» **What you need to do**: Entries follow. Give back exactly the lines starting at the one containing "self.params.push(param);" and ending at the one containing "pub fn with_returns(mut", and no other lines.

» **Provided data**:
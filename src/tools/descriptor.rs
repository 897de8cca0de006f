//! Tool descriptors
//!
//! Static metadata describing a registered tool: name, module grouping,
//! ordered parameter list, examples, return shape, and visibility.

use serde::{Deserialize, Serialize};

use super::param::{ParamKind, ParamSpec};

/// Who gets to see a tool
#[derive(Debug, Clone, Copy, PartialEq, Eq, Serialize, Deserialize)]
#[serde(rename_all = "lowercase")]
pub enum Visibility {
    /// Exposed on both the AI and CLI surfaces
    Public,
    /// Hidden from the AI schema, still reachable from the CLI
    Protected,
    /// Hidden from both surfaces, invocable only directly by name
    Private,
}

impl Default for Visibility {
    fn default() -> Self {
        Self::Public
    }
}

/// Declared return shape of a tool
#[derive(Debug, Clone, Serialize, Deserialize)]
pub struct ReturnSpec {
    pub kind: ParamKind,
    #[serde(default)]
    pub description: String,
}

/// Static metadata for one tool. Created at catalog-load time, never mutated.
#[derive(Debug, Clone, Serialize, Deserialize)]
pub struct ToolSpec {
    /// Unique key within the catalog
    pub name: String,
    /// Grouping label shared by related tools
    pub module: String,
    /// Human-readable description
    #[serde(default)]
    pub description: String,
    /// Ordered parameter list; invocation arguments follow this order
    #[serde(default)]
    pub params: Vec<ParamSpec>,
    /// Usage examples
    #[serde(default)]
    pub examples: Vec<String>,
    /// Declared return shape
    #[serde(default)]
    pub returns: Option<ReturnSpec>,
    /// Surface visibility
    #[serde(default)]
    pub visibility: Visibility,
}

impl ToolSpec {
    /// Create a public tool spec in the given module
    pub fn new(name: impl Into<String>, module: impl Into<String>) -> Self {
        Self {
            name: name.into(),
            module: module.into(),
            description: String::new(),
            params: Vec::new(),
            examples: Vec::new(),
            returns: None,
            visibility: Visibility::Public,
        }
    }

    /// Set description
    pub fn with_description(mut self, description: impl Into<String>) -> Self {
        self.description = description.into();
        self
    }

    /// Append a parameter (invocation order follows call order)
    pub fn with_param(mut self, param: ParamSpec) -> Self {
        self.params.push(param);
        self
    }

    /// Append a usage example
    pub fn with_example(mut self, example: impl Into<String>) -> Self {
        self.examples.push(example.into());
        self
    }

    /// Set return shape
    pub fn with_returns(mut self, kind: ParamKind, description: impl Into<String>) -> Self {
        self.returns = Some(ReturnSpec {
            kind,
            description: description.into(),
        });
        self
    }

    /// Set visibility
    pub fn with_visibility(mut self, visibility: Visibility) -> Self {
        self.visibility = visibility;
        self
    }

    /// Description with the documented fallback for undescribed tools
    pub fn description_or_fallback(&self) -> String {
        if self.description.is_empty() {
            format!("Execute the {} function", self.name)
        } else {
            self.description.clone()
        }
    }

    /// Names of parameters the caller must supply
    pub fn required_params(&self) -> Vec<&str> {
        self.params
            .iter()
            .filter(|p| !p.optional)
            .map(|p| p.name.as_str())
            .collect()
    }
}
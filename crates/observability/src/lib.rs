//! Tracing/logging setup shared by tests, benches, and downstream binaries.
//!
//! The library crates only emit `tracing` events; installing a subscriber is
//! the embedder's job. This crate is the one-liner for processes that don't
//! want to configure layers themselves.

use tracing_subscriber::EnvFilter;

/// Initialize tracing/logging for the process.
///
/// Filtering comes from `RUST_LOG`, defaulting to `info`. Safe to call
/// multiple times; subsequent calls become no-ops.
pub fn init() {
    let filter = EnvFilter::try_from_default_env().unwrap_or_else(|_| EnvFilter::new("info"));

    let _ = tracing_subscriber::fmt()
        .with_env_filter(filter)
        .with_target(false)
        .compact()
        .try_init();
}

» **Task response**:
        self.params.push(param);
        self
    }

    /// Append a usage example
    pub fn with_example(mut self, example: impl Into<String>) -> Self {
        self.examples.push(example.into());
        self
    }

    /// Set return shape
    pub fn with_returns(mut self, kind: ParamKind, description: impl Into<String>) -> Self {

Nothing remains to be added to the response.